Task requirements: Across the entries below, count the lines in which the word "outcome" occurs. Reply with the count alone.

Dataset entries:
____________

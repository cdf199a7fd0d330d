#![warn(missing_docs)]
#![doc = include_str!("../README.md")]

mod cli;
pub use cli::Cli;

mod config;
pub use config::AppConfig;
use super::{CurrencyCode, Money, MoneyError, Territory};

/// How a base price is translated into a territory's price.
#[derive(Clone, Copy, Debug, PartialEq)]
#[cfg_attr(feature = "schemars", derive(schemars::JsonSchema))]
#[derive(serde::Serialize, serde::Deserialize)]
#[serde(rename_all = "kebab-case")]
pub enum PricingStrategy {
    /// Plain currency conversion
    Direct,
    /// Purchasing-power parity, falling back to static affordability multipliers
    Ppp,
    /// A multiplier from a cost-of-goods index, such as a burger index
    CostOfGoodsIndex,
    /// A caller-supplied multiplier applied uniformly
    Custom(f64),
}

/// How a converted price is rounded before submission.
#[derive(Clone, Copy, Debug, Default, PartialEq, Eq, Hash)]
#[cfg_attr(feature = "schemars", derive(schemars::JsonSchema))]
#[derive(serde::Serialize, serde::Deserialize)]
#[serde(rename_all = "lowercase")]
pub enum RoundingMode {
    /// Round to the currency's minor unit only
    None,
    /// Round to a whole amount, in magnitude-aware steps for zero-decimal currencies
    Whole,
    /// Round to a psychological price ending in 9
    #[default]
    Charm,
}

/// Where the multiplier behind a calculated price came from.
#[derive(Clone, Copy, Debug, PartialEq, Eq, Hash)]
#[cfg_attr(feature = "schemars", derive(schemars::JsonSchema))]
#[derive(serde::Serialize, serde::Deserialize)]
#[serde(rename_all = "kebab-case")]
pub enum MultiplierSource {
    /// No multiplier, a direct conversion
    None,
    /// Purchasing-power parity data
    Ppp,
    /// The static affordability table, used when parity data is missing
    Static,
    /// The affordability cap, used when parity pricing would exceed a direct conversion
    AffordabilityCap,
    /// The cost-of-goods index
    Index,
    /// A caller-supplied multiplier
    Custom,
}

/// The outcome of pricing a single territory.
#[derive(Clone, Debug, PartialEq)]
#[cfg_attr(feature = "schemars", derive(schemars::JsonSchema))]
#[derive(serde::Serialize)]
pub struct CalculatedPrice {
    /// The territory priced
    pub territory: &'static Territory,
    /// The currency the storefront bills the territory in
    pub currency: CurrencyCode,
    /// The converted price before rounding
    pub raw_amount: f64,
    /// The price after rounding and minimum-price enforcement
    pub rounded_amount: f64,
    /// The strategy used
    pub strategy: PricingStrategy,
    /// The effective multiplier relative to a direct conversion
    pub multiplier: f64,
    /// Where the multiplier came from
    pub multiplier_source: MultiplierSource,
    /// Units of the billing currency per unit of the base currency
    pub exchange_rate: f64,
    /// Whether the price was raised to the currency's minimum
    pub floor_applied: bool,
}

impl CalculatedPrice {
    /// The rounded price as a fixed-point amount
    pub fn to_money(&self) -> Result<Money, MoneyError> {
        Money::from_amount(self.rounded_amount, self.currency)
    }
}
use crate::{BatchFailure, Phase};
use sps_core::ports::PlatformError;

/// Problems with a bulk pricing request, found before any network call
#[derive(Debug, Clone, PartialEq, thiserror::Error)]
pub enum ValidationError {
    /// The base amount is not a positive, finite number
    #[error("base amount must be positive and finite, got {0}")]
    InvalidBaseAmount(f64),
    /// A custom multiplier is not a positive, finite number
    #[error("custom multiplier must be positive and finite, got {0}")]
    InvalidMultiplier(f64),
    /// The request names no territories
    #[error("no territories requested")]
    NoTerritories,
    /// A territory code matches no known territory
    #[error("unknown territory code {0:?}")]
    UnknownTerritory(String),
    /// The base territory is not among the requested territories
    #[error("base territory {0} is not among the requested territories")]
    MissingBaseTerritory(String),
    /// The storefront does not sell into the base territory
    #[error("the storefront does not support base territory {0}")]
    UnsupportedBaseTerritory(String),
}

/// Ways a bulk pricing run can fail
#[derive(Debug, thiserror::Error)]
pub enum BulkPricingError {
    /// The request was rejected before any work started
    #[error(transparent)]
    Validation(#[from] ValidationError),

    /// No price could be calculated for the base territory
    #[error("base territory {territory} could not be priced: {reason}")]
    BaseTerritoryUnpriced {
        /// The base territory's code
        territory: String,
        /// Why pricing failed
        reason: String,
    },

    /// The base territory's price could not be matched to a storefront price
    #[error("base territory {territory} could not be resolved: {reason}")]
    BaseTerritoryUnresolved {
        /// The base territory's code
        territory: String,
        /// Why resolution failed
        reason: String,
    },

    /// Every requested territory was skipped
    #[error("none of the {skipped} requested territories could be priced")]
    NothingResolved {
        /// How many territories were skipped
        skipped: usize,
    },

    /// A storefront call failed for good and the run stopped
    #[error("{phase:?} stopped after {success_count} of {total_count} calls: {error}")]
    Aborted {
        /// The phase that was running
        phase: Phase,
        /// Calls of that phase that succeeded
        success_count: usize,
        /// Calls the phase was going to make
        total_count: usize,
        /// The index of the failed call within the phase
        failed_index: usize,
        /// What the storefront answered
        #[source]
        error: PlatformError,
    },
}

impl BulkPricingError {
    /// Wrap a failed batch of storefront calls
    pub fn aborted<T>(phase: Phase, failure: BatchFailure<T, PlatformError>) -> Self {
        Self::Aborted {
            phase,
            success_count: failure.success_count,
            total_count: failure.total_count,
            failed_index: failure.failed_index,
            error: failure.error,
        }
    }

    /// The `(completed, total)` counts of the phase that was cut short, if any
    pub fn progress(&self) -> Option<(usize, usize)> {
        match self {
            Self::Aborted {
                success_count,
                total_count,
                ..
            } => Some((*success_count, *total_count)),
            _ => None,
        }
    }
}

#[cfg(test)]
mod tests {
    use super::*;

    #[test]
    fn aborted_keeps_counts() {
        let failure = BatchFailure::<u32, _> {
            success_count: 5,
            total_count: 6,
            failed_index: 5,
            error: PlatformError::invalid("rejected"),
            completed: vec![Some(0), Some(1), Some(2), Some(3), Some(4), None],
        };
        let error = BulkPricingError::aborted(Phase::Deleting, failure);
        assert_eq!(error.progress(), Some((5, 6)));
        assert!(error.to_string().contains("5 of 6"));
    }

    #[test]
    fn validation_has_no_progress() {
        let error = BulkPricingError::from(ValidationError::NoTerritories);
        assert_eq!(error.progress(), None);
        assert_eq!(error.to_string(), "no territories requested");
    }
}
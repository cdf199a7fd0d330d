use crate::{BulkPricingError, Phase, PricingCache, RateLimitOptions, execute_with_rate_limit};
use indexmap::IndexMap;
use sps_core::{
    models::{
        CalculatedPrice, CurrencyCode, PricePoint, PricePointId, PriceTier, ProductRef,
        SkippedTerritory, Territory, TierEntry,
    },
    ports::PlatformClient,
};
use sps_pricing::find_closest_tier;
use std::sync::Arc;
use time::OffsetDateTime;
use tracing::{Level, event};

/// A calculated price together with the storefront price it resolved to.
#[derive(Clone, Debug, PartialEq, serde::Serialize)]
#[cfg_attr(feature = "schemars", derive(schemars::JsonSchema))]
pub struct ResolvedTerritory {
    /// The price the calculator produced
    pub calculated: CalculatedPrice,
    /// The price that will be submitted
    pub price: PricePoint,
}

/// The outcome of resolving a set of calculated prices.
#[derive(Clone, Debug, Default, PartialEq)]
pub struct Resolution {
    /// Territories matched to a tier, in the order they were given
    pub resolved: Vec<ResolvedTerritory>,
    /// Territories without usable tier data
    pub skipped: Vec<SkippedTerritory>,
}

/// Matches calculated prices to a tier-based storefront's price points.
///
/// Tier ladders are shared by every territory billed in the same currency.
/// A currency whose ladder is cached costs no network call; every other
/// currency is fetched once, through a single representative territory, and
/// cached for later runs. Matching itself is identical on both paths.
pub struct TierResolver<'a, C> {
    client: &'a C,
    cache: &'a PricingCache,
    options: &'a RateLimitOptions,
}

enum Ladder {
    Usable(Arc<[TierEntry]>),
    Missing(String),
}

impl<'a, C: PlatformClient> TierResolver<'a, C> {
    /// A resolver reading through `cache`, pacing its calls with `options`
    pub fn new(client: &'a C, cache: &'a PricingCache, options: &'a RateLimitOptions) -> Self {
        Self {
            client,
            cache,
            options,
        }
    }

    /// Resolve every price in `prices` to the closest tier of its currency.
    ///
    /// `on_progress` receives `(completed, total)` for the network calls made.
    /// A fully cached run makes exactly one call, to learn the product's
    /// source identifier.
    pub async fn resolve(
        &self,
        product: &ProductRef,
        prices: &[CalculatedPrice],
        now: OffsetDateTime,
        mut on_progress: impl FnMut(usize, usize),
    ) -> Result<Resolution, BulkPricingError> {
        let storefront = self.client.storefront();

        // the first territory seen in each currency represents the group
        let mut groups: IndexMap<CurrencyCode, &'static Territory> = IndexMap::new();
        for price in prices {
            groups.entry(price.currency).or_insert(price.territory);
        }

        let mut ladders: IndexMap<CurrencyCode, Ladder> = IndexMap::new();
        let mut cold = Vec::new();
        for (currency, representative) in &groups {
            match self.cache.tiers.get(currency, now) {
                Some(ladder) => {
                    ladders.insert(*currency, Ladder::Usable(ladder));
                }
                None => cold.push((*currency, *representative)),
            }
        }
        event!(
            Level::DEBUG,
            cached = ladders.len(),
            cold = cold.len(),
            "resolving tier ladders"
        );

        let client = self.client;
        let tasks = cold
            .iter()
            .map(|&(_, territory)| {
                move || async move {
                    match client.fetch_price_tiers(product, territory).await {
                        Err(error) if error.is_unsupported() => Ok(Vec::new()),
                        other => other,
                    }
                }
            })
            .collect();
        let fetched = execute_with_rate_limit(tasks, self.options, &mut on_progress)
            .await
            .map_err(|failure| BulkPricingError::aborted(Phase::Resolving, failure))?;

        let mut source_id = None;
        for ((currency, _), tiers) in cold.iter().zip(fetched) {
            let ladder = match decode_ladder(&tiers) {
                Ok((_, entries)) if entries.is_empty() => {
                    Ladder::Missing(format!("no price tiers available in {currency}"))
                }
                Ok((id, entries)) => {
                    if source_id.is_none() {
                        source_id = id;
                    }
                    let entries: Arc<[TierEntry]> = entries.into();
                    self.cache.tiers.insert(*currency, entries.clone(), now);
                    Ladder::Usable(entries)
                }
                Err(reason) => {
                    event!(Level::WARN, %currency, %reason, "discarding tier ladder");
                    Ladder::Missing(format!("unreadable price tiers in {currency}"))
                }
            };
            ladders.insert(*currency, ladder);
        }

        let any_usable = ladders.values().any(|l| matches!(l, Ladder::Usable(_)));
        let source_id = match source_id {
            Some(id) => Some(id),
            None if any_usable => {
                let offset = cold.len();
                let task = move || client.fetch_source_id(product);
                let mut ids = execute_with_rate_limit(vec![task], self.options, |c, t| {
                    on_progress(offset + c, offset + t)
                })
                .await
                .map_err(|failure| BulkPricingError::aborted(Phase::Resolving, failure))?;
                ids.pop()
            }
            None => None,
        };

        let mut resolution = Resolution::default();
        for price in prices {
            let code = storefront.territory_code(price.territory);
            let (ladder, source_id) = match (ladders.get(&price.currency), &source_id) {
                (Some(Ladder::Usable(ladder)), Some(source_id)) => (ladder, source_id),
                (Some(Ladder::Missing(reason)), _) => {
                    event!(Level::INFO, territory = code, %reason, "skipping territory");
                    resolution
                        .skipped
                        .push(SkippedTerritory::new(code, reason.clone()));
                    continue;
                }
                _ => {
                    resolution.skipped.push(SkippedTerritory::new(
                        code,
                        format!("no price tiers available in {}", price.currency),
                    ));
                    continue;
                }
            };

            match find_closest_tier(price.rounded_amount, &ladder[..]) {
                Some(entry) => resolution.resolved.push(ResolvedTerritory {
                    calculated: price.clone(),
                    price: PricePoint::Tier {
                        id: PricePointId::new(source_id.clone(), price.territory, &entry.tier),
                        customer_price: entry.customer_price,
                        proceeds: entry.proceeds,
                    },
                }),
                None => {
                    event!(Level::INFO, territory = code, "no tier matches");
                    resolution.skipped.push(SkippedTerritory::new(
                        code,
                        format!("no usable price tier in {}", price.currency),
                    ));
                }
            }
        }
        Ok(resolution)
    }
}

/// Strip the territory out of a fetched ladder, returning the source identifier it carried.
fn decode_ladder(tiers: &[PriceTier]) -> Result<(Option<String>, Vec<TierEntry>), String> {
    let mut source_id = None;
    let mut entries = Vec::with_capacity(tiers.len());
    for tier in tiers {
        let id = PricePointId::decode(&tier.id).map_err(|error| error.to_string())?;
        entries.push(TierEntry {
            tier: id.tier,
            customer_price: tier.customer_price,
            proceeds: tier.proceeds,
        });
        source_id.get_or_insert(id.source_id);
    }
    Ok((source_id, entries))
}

____________

Solution to this problem: 2